In un inserto di giugno, scrivevamo dell’introduzione dal 1° giugno, del Green Pass. Inizialmente passato in sordina. Poi con un D.L. di luglio il n. 105, il Certificato Verde è diventato obbligatorio per accedere a ristoranti, palestre, cinema, ed altri luoghi al chiuso. Così è iniziato il tutto, per gradi; fino ad approdare, con il D.L. 127/2021, anche nei luoghi di lavoro del comparto tanto pubblico che privato.
Dal 15 ottobre, tutti i lavoratori siano essi dipendenti, collaboratori anche esterni (come professionisti), personale domestico come colf, e dipendenti di attività di formazione e volontariato, avranno l’obbligo di possedere ed esibire su richiesta, il Green Pass.

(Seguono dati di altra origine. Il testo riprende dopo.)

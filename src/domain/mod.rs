mod algorithm;
mod cell_state;
mod coordinate;
mod hashlife;
mod hashlife_algorithm;
mod macro_cell;
mod naive;
mod naive_algorithm;
mod patterns;
mod rule;

pub use algorithm::{Algorithm, GameOfLifeAlgorithm, StepError, UnknownAlgorithm};
pub use cell_state::CellState;
pub use coordinate::{CellRect, Coordinate};
pub use hashlife::HashLifeCellState;
pub use hashlife_algorithm::HashLifeAlgorithm;
pub use macro_cell::{MAX_LEVEL, MacroCell, MacroCellError, Node, Quadrant, create_empty_macro_cell};
pub use naive::NaiveCellState;
pub use naive_algorithm::{NaiveAlgorithm, ParallelNaiveAlgorithm};
pub use patterns::{Pattern, presets};
pub use rule::{is_conway_rule, next_state};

Un “lasciapassare” che, oltre a creare non pochi problemi a livello interpretativo già solo per il complesso coordinamento tra norme vieppiù in assenza di adeguate linee guida, pone questioni concrete con interrogativi aperti. Tentando di fare chiarezza in estrema sintesi, detto obbligo resterà in vigore fino al 31 dicembre (cessazione dello stato di emergenza). I datori di lavoro sono tenuti ad adeguarsi attraverso la realizzazione di un documento cd POO (Piano Organizzativo e Operativo) ad integrazione del Protocollo Covid, dovendo dare evidenza di tutto quanto occorra ai fini delle modalità di attuazione delle verifiche (chi – come – quando – con quali conseguenze) nonché delle misure di sicurezza (scelta dello strumento/APP, ad esempio) messe in atto, adoperando quali accortezze (DPIA) in materia di protezione dati. I lavoratori, per parte loro, hanno un preciso “dovere” di ottemperare al nuovo obbligo. In difetto saranno passibili di sanzione pecuniaria (dai 600€ ai 1.500€) che verrà irrogata dal Prefetto. Oltre a ciò, il lavoratore sprovvisto di un valido Green Pass sarà considerato “assente ingiustificato”, senza aver diritto ad alcuna retribuzione/emolumento.
Insomma, da ambo le parti, problemi a non finire si palesano all’orizzonte.